Goal of the exercise = Go through the records and show each line where the word "const" occurs.

Task inputs =
◇ ◇ ◇ ◇

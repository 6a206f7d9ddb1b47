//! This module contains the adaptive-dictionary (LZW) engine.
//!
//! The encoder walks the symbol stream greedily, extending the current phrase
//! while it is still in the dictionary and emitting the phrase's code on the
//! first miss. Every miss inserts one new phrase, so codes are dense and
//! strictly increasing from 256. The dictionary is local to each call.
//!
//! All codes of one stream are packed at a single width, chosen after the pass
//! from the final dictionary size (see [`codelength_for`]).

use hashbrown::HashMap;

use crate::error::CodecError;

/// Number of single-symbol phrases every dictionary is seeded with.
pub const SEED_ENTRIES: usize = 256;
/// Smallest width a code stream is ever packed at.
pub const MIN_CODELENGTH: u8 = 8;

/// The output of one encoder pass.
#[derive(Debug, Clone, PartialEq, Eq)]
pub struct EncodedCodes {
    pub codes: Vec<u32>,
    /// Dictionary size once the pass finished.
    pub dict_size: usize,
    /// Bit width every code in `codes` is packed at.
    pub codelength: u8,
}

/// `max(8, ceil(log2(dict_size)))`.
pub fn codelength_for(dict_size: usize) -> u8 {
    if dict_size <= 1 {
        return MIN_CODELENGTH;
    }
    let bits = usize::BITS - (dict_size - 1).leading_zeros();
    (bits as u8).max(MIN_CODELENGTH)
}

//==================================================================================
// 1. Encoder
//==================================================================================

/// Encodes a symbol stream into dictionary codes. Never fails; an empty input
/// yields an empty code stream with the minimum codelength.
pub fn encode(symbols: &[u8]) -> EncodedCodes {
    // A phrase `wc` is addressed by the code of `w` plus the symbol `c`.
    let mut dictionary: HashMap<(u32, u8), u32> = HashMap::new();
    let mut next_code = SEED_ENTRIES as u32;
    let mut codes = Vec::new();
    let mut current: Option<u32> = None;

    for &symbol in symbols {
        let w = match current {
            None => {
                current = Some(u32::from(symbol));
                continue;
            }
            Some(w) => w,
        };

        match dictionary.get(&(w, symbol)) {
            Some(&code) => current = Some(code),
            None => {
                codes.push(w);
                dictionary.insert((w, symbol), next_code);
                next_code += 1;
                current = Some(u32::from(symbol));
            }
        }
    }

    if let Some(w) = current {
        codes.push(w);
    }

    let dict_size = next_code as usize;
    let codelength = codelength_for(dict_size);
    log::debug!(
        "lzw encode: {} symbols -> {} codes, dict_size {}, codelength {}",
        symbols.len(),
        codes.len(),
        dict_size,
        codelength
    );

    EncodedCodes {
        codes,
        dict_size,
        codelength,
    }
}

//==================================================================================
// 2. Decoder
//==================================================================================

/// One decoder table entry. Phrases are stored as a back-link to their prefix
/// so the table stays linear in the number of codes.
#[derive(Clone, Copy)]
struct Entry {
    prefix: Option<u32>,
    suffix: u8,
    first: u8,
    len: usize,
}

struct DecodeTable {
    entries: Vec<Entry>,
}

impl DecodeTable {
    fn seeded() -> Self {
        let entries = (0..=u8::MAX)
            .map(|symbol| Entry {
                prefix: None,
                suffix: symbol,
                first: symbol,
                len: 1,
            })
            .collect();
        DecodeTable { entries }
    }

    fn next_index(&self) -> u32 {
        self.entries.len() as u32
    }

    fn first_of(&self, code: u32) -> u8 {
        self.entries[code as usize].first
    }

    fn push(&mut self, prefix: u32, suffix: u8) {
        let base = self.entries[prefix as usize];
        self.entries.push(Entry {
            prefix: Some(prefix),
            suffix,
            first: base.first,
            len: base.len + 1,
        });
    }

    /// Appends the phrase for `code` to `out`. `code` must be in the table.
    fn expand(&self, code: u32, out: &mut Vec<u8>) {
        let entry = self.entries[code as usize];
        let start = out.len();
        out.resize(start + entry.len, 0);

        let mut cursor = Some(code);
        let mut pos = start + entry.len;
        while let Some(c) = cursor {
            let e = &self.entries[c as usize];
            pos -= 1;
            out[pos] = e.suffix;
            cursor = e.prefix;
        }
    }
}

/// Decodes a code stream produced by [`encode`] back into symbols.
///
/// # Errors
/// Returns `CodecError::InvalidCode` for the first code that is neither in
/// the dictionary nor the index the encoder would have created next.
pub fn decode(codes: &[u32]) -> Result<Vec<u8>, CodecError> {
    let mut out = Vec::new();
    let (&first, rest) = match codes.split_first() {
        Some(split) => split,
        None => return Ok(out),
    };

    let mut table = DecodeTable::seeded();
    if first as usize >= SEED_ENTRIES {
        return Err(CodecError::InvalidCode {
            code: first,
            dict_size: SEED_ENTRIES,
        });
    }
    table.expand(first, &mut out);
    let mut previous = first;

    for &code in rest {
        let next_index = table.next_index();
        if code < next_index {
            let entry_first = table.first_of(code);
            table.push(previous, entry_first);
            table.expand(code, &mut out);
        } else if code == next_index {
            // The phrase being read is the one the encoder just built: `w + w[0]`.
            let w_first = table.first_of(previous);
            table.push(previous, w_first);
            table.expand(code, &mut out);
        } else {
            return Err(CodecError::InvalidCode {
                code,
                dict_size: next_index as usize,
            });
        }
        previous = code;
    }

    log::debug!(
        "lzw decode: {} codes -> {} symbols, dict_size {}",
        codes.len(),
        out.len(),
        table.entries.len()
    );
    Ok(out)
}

◇ ◇ ◇ ◇

Output for this exercise =
pub const SEED_ENTRIES: usize = 256;
pub const MIN_CODELENGTH: u8 = 8;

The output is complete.